Abstract

The peculiarities of the thyroid changes depending on clinical characteristics of disease and histological structure of tumor were fixed by the studies of cathepsin-like activity in blood plasma of patients with papillary thyroid carcinoma. H-cathepsin-like activity had a tendence to more significant increase especially in patients with concomitant benign thyroid disease with increasing the tumor category. In a case of metastatic tumor without other concomitant thyroid pathology, the degree of an increase in enzymatic activity was significantly higher comparing to the blood of patients without tumor metastases. B-cathepsin-like activity in blood plasma of patients only with tumor carcinoma was at the level of that of healthy subjects. B-cathepsin-like activity in blood plasma had especially significant increased under tumor T1 category that was connected with nodular goiter or adenoma in a case concominant carcinoma by other thyroid pathology.
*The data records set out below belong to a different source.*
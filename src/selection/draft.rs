//! Draft editing operations
//!
//! Pure functions over the selected filters map used while a filter dialog
//! session is open. The draft is always an owned copy of the committed map,
//! so nothing done here can leak into committed state until it is applied.

use super::map::SelectedFilters;
use crate::catalog::{FilterCategory, FilterValue};
use serde::Serialize;

/// A filter value decorated with its transient selection flag
///
/// Only exists for the category currently open in the dialog.
#[derive(Debug, Clone, PartialEq, Eq, Serialize)]
pub struct DraftValue {
    /// The catalog value
    pub value: FilterValue,

    /// Whether the value is checked in the draft
    pub selected: bool,
}

impl DraftValue {
    /// Value id shorthand
    #[must_use]
    pub fn id(&self) -> &str {
        &self.value.id
    }
}

/// Start an editing session from the committed map
#[must_use]
pub fn begin_edit(committed: &SelectedFilters) -> SelectedFilters {
    committed.clone()
}

/// Decorate every value of `category` with its draft selection flag
///
/// Value order follows the catalog. Calling this twice without toggling in
/// between yields identical results.
#[must_use]
pub fn select_category(draft: &SelectedFilters, category: &FilterCategory) -> Vec<DraftValue> {
    category
        .values
        .iter()
        .map(|value| DraftValue {
            value: value.clone(),
            selected: draft.contains(&category.id, &value.id),
        })
        .collect()
}

/// Flip the selection flag of one value
///
/// Returns `false` (and changes nothing) if no value has this id.
pub fn toggle_value(values: &mut [DraftValue], value_id: &str) -> bool {
    match values.iter_mut().find(|draft| draft.value.id == value_id) {
        Some(draft) => {
            draft.selected = !draft.selected;
            true
        }
        None => false,
    }
}

/// Write the checked values of the open category back into the draft
///
/// The category entry is removed when nothing is checked.
pub fn commit_category(draft: &mut SelectedFilters, category_id: &str, values: &[DraftValue]) {
    let selected = values
        .iter()
        .filter(|draft_value| draft_value.selected)
        .map(|draft_value| draft_value.value.id.clone());
    draft.set(category_id, selected);
}

/// The map that becomes committed when the draft is applied
#[must_use]
pub fn apply_draft(draft: &SelectedFilters) -> SelectedFilters {
    draft.clone()
}

/// A cleared draft with no selections in any category
#[must_use]
pub const fn reset_draft() -> SelectedFilters {
    SelectedFilters::new()
}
In patients with carcinoma that was diagnosed against a background of concomitant pathology, the insignificant increase in L-cathepsin-like activity was not dependent on clinical features of disease, while in a case of carcinoma without concomitant pathology a degree of its increase was certainly dependent on a category of tumor T, its histological structure and the presence of oxyphilic cell metaplasia. We failed to get an evidence linking the changes in cathepsin-like activity in blood with the processes of intra- or extrathyroid invasion and invasion into the lymphatic or blood vessels. The results of the studies do not provide a rationale to consider that the cathepsin-like activity in blood of patients with papillary thyroid carcinoma can be the valuable additional biochemical criterion for differential diagnosis, estimation of the severity, and other characteristics of the disease.